Navajo Nation judge (1925–2013)

Evelyne E. Bradley (March 1, 1925 – May 21, 2013) was an American Navajo judge. She served as a district judge for the Navajo Nation from 1984 until her retirement in 1995. Bradley was one of the first women to become a judge within the Navajo Nation.

==Early life==
Bradley was born in a hospital in Fort Defiance, Arizona, on March 1, 1925. Her Navajo clan was the Bitter Water born for Towering House. Her paternal grandparents' clan was Red House People, while her maternal grandparents' clan was Cliff Dwellers People. She was raised in Cross Canyon, located near the town of Ganado, Arizona. She graduated from North Phoenix High School in Phoenix, Arizona, and the Haskell Institute, now called Haskell Indian Nations University, in Lawrence, Kansas.

==Career==
Bradley held a variety of positions with the U.S. and Navajo governments earlier in her career. She previously worked for the Bureau of Indian Affairs, the Office of Navajo Economic Opportunity, and the Navajo Housing Authority. She also worked as a court reporter before becoming a judge.

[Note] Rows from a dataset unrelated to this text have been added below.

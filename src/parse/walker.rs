use crate::core::config::IndexConfig;
use crate::core::error::{Error, Result};
use crate::parse::pattern::FilePattern;
use ignore::{DirEntry, WalkBuilder};
use std::path::{Path, PathBuf};
use tracing::debug;

/// Directories produced by UnrealBuildTool and the editor, never source
const ARTIFACT_DIRS: &[&str] = &["Intermediate", "Binaries", "Saved", "DerivedDataCache"];

/// A file the walker declined, reported as an index warning
#[derive(Debug, Clone, PartialEq, Eq)]
pub struct SkippedFile {
    pub path: PathBuf,
    pub reason: String,
}

/// Files selected under one root
#[derive(Debug, Default)]
pub struct WalkOutcome {
    pub files: Vec<PathBuf>,
    pub skipped: Vec<SkippedFile>,
}

/// Walks a source root respecting .gitignore
pub struct FileWalker {
    root: PathBuf,
    pattern: FilePattern,
    max_file_size: u64,
}

impl FileWalker {
    pub fn new(root: &Path, config: &IndexConfig) -> Result<Self> {
        Ok(Self {
            root: root.to_path_buf(),
            pattern: FilePattern::new(&config.file_pattern)?,
            max_file_size: config.max_file_size,
        })
    }

    /// Walk all indexable files under the root, sorted by path
    pub fn walk(&self) -> Result<WalkOutcome> {
        if !self.root.is_dir() {
            return Err(Error::RootUnreadable {
                path: self.root.clone(),
                message: "not a readable directory".to_string(),
            });
        }

        let mut outcome = WalkOutcome::default();

        let walker = WalkBuilder::new(&self.root)
            .hidden(true)           // Skip hidden files
            .git_ignore(true)       // Respect .gitignore
            .git_global(false)      // Ignore the global gitignore
            .git_exclude(true)      // Respect .git/info/exclude
            .require_git(false)     // Work even without .git
            .filter_entry(|entry| !is_artifact_dir(entry))
            .build();

        for entry in walker {
            let entry = match entry {
                Ok(entry) => entry,
                Err(e) => {
                    outcome.skipped.push(SkippedFile {
                        path: self.root.clone(),
                        reason: e.to_string(),
                    });
                    continue;
                }
            };

            if !entry.file_type().map_or(false, |t| t.is_file()) {
                continue;
            }

            let path = entry.path();
            let relative = path.strip_prefix(&self.root).unwrap_or(path);
            if !self.pattern.matches(relative) {
                continue;
            }

            match entry.metadata() {
                Ok(meta) if meta.len() > self.max_file_size => {
                    outcome.skipped.push(SkippedFile {
                        path: path.to_path_buf(),
                        reason: format!(
                            "file is {} bytes, above the {} byte limit",
                            meta.len(),
                            self.max_file_size
                        ),
                    });
                }
                Ok(_) => outcome.files.push(path.to_path_buf()),
                Err(e) => outcome.skipped.push(SkippedFile {
                    path: path.to_path_buf(),
                    reason: e.to_string(),
                }),
            }
        }

        outcome.files.sort();
        debug!(
            root = %self.root.display(),
            files = outcome.files.len(),
            skipped = outcome.skipped.len(),
            "Walked source root"
        );
        Ok(outcome)
    }
}

fn is_artifact_dir(entry: &DirEntry) -> bool {
    entry.depth() > 0
        && entry.file_type().map_or(false, |t| t.is_dir())
        && entry
            .file_name()
            .to_str()
            .map_or(false, |name| ARTIFACT_DIRS.contains(&name))
}

#[cfg(test)]
mod tests {
    use super::*;
    use tempfile::TempDir;

    fn write(root: &Path, rel: &str, content: &str) {
        let path = root.join(rel);
        std::fs::create_dir_all(path.parent().unwrap()).unwrap();
        std::fs::write(path, content).unwrap();
    }

    #[test]
    fn test_walk_selects_sources() {
        let temp = TempDir::new().unwrap();
        let root = temp.path();
        write(root, "Game/Public/Health.h", "class A {};");
        write(root, "Game/Private/Health.cpp", "#include \"Health.h\"");
        write(root, "Game/Game.Build.cs", "// build rules");
        write(root, "Game/Intermediate/Gen.generated.h", "class Gen {};");
        write(root, "Binaries/Thing.h", "class Bin {};");

        let walker = FileWalker::new(root, &IndexConfig::default()).unwrap();
        let outcome = walker.walk().unwrap();

        assert_eq!(
            outcome.files,
            vec![
                root.join("Game/Private/Health.cpp"),
                root.join("Game/Public/Health.h"),
            ]
        );
        assert!(outcome.skipped.is_empty());
    }

    #[test]
    fn test_oversized_files_are_reported() {
        let temp = TempDir::new().unwrap();
        write(temp.path(), "Big.h", &"x".repeat(64));
        write(temp.path(), "Small.h", "x");

        let config = IndexConfig {
            max_file_size: 16,
            ..IndexConfig::default()
        };
        let outcome = FileWalker::new(temp.path(), &config).unwrap().walk().unwrap();

        assert_eq!(outcome.files, vec![temp.path().join("Small.h")]);
        assert_eq!(outcome.skipped.len(), 1);
        assert_eq!(outcome.skipped[0].path, temp.path().join("Big.h"));
    }

    #[test]
    fn test_missing_root_is_unreadable() {
        let temp = TempDir::new().unwrap();
        let walker = FileWalker::new(&temp.path().join("nope"), &IndexConfig::default()).unwrap();
        assert!(matches!(walker.walk(), Err(Error::RootUnreadable { .. })));
    }
}
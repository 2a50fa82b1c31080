//! Plugin and engine layout detection

use ignore::WalkBuilder;
use std::path::{Path, PathBuf};

/// How deep below a `Plugins` directory a `.uplugin` may sit
const PLUGIN_SEARCH_DEPTH: usize = 4;

/// Engine roots found under an engine install or checkout
#[derive(Debug, Clone, PartialEq, Eq)]
pub struct EngineLayout {
    pub source: PathBuf,
    pub plugins: Vec<PathBuf>,
}

/// Plugin source roots of a project, given its `<Project>/Source` directory
pub fn project_plugin_sources(project_source: &Path) -> Vec<PathBuf> {
    match project_source.parent() {
        Some(project_dir) => plugin_sources(&project_dir.join("Plugins")),
        None => Vec::new(),
    }
}

/// Work out the engine source root and its plugins.
///
/// Accepts an install root (`<Root>/Engine/Source`), the `Engine` directory
/// itself (`<Engine>/Source`), or a bare source directory.
pub fn engine_layout(engine_root: &Path) -> EngineLayout {
    let engine_dir = if engine_root.join("Engine").join("Source").is_dir() {
        Some(engine_root.join("Engine"))
    } else if engine_root.join("Source").is_dir() {
        Some(engine_root.to_path_buf())
    } else {
        None
    };

    match engine_dir {
        Some(dir) => EngineLayout {
            source: dir.join("Source"),
            plugins: plugin_sources(&dir.join("Plugins")),
        },
        None => EngineLayout {
            source: engine_root.to_path_buf(),
            plugins: Vec::new(),
        },
    }
}

/// Find `Source` directories of every `*.uplugin` below `plugins_dir`
fn plugin_sources(plugins_dir: &Path) -> Vec<PathBuf> {
    if !plugins_dir.is_dir() {
        return Vec::new();
    }

    let walker = WalkBuilder::new(plugins_dir)
        .standard_filters(false)
        .max_depth(Some(PLUGIN_SEARCH_DEPTH + 1))
        .build();

    let mut sources: Vec<PathBuf> = walker
        .flatten()
        .filter(|entry| {
            entry
                .path()
                .extension()
                .map_or(false, |ext| ext.eq_ignore_ascii_case("uplugin"))
        })
        .filter_map(|entry| entry.path().parent().map(|dir| dir.join("Source")))
        .filter(|source| source.is_dir())
        .collect();

    sources.sort();
    sources.dedup();
    sources
}
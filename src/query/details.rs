//! Class details and per-file exposure reports

use serde::Serialize;
use std::collections::{BTreeMap, HashSet, VecDeque};
use std::path::{Path, PathBuf};

use super::results::Lookup;
use crate::index::{ClassSymbol, ExposureAnnotation, ExposureFlags, IndexView, MacroKind};
use crate::parse::ParsedFile;

// =============================================================================
// CLASS DETAILS
// =============================================================================

/// A reflected property or function
#[derive(Debug, Clone, PartialEq, Eq, Serialize)]
pub struct MemberInfo {
    #[serde(skip_serializing_if = "Option::is_none")]
    pub name: Option<String>,
    pub kind: MacroKind,
    #[serde(skip_serializing_if = "Option::is_none")]
    pub declaration: Option<String>,
    pub specifiers: String,
    #[serde(skip_serializing_if = "Option::is_none")]
    pub category: Option<String>,
    pub flags: ExposureFlags,
    pub blueprint_exposed: bool,
    pub line: u32,
    /// Class that declares the member
    pub declared_in: String,
    pub file: PathBuf,
}

impl MemberInfo {
    fn from_annotation(annotation: &ExposureAnnotation, owner: &ClassSymbol) -> Self {
        Self {
            name: annotation.member.clone(),
            kind: annotation.kind,
            declaration: annotation.declaration.clone(),
            specifiers: annotation.raw.clone(),
            category: annotation.category.clone(),
            flags: annotation.flags,
            blueprint_exposed: annotation.is_blueprint_exposed(),
            line: annotation.line,
            declared_in: owner.qualified_name.to_string(),
            file: owner.file.clone(),
        }
    }
}

/// Blueprint-facing counts over the reported members
#[derive(Debug, Clone, Default, PartialEq, Eq, Serialize)]
pub struct ExposureSummary {
    pub blueprintable: bool,
    pub blueprint_type: bool,
    pub blueprint_properties: usize,
    pub blueprint_functions: usize,
    pub blueprint_events: usize,
}

#[derive(Debug, Clone, Serialize)]
pub struct ClassDetails {
    pub class: ClassSymbol,
    pub properties: Vec<MemberInfo>,
    pub functions: Vec<MemberInfo>,
    /// Indexed ancestors whose members were merged, nearest first
    pub inherited_from: Vec<String>,
    pub summary: ExposureSummary,
}

/// Full symbol plus aggregated exposure
pub fn details(view: &IndexView, name: &str, include_inherited: bool) -> Lookup<ClassDetails> {
    let class = match view.find_class(name) {
        Some(class) => class,
        None => return Lookup::not_found(name.trim()),
    };

    let mut owners = vec![class];
    if include_inherited {
        owners.extend(ancestors(view, class));
    }

    let mut properties = Vec::new();
    let mut functions = Vec::new();
    for owner in &owners {
        properties.extend(owner.properties().map(|a| MemberInfo::from_annotation(a, owner)));
        functions.extend(owner.functions().map(|a| MemberInfo::from_annotation(a, owner)));
    }

    let summary = summarize(class, &properties, &functions);

    Lookup::Found(ClassDetails {
        class: class.clone(),
        inherited_from: owners[1..]
            .iter()
            .map(|c| c.qualified_name.to_string())
            .collect(),
        properties,
        functions,
        summary,
    })
}

/// Indexed ancestors breadth-first, each once
fn ancestors<'a>(view: &'a IndexView, class: &'a ClassSymbol) -> Vec<&'a ClassSymbol> {
    let mut seen: HashSet<String> = HashSet::new();
    seen.insert(class.qualified_name.to_string());

    let mut queue: VecDeque<&ClassSymbol> = VecDeque::new();
    queue.push_back(class);
    let mut found = Vec::new();

    while let Some(current) = queue.pop_front() {
        for parent in current.parents() {
            if let Some(symbol) = view.find_class(parent) {
                if seen.insert(symbol.qualified_name.to_string()) {
                    found.push(symbol);
                    queue.push_back(symbol);
                }
            }
        }
    }

    found
}

fn summarize(class: &ClassSymbol, properties: &[MemberInfo], functions: &[MemberInfo]) -> ExposureSummary {
    let marker = class
        .type_annotation()
        .map(|a| a.flags)
        .unwrap_or_default();
    let events = ExposureFlags::BLUEPRINT_IMPLEMENTABLE_EVENT | ExposureFlags::BLUEPRINT_NATIVE_EVENT;

    ExposureSummary {
        blueprintable: marker.contains(ExposureFlags::BLUEPRINTABLE),
        blueprint_type: marker.contains(ExposureFlags::BLUEPRINT_TYPE),
        blueprint_properties: properties.iter().filter(|p| p.blueprint_exposed).count(),
        blueprint_functions: functions.iter().filter(|f| f.blueprint_exposed).count(),
        blueprint_events: functions.iter().filter(|f| f.flags.intersects(events)).count(),
    }
}

// =============================================================================
// FILE REPORTS
// =============================================================================

/// Every UE macro in one file
#[derive(Debug, Clone, Serialize)]
pub struct FilePatterns {
    pub file: PathBuf,
    pub classes: Vec<ClassSymbol>,
    pub macros: Vec<ExposureAnnotation>,
    /// Occurrences per macro name
    pub counts: BTreeMap<&'static str, usize>,
}

pub fn file_patterns(path: &Path, parsed: &ParsedFile) -> FilePatterns {
    let mut counts = BTreeMap::new();
    for annotation in &parsed.annotations {
        *counts.entry(annotation.kind.as_str()).or_insert(0) += 1;
    }

    FilePatterns {
        file: path.to_path_buf(),
        classes: parsed.classes.clone(),
        macros: parsed.annotations.clone(),
        counts,
    }
}

#[derive(Debug, Clone, PartialEq, Eq, Serialize)]
pub struct ExposedMember {
    pub name: String,
    pub class: String,
    pub line: u32,
    pub specifiers: String,
}

#[derive(Debug, Clone, PartialEq, Eq, Serialize)]
pub struct ExposedClass {
    pub name: String,
    pub blueprintable: bool,
    pub blueprint_type: bool,
}

/// Blueprint-facing API declared in one file
#[derive(Debug, Clone, Default, PartialEq, Eq, Serialize)]
pub struct BlueprintExposure {
    pub file: PathBuf,
    pub classes: Vec<ExposedClass>,
    pub callable_functions: Vec<ExposedMember>,
    pub pure_functions: Vec<ExposedMember>,
    pub events: Vec<ExposedMember>,
    pub read_write_properties: Vec<ExposedMember>,
    pub read_only_properties: Vec<ExposedMember>,
    pub assignable_delegates: Vec<ExposedMember>,
}

impl BlueprintExposure {
    pub fn total(&self) -> usize {
        self.callable_functions.len()
            + self.pure_functions.len()
            + self.events.len()
            + self.read_write_properties.len()
            + self.read_only_properties.len()
            + self.assignable_delegates.len()
    }
}

pub fn blueprint_exposure(path: &Path, parsed: &ParsedFile) -> BlueprintExposure {
    let mut report = BlueprintExposure {
        file: path.to_path_buf(),
        ..BlueprintExposure::default()
    };

    for class in parsed.classes.iter().filter(|c| !c.is_forward) {
        let marker = class.type_annotation().map(|a| a.flags).unwrap_or_default();
        if marker.intersects(ExposureFlags::BLUEPRINTABLE | ExposureFlags::BLUEPRINT_TYPE) {
            report.classes.push(ExposedClass {
                name: class.qualified_name.to_string(),
                blueprintable: marker.contains(ExposureFlags::BLUEPRINTABLE),
                blueprint_type: marker.contains(ExposureFlags::BLUEPRINT_TYPE),
            });
        }

        for annotation in class.annotations.iter().filter(|a| a.kind.is_member_marker()) {
            let member = ExposedMember {
                name: annotation.member.clone().unwrap_or_default(),
                class: class.qualified_name.to_string(),
                line: annotation.line,
                specifiers: annotation.raw.clone(),
            };
            let flags = annotation.flags;

            let bucket = match annotation.kind {
                MacroKind::UFunction if flags.contains(ExposureFlags::BLUEPRINT_PURE) => {
                    &mut report.pure_functions
                }
                MacroKind::UFunction if flags.contains(ExposureFlags::BLUEPRINT_CALLABLE) => {
                    &mut report.callable_functions
                }
                MacroKind::UFunction
                    if flags.intersects(
                        ExposureFlags::BLUEPRINT_IMPLEMENTABLE_EVENT
                            | ExposureFlags::BLUEPRINT_NATIVE_EVENT,
                    ) =>
                {
                    &mut report.events
                }
                MacroKind::UProperty if flags.contains(ExposureFlags::BLUEPRINT_ASSIGNABLE) => {
                    &mut report.assignable_delegates
                }
                MacroKind::UProperty if flags.contains(ExposureFlags::BLUEPRINT_READ_WRITE) => {
                    &mut report.read_write_properties
                }
                MacroKind::UProperty if flags.contains(ExposureFlags::BLUEPRINT_READ_ONLY) => {
                    &mut report.read_only_properties
                }
                _ => continue,
            };
            bucket.push(member);
        }
    }

    report
}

She became a Navajo Nation district judge from 1984 until her retirement from the bench in 1995. As a district judge, she served within the Ramah Navajo Indian Reservation, Tuba City and Kayenta, Arizona, judicial districts on the Navajo Nation.

After retiring as a Navajo Nation judge, Bradley was elected as a Justice of the Peace for Navajo County, Arizona. Her county office was based in Kayenta, Arizona. On January 9, 2007, she administered the oath of office to President of the Navajo Nation, Joe Shirley, Jr., for his second term.

==Death==
Evelyne Bradley died on May 21, 2013, at the age of 88. She was survived by four children, 15 grandchildren and 17 great-grandchildren. Her funeral was held at the Good Shepherd Mission in Fort Defiance, Arizona.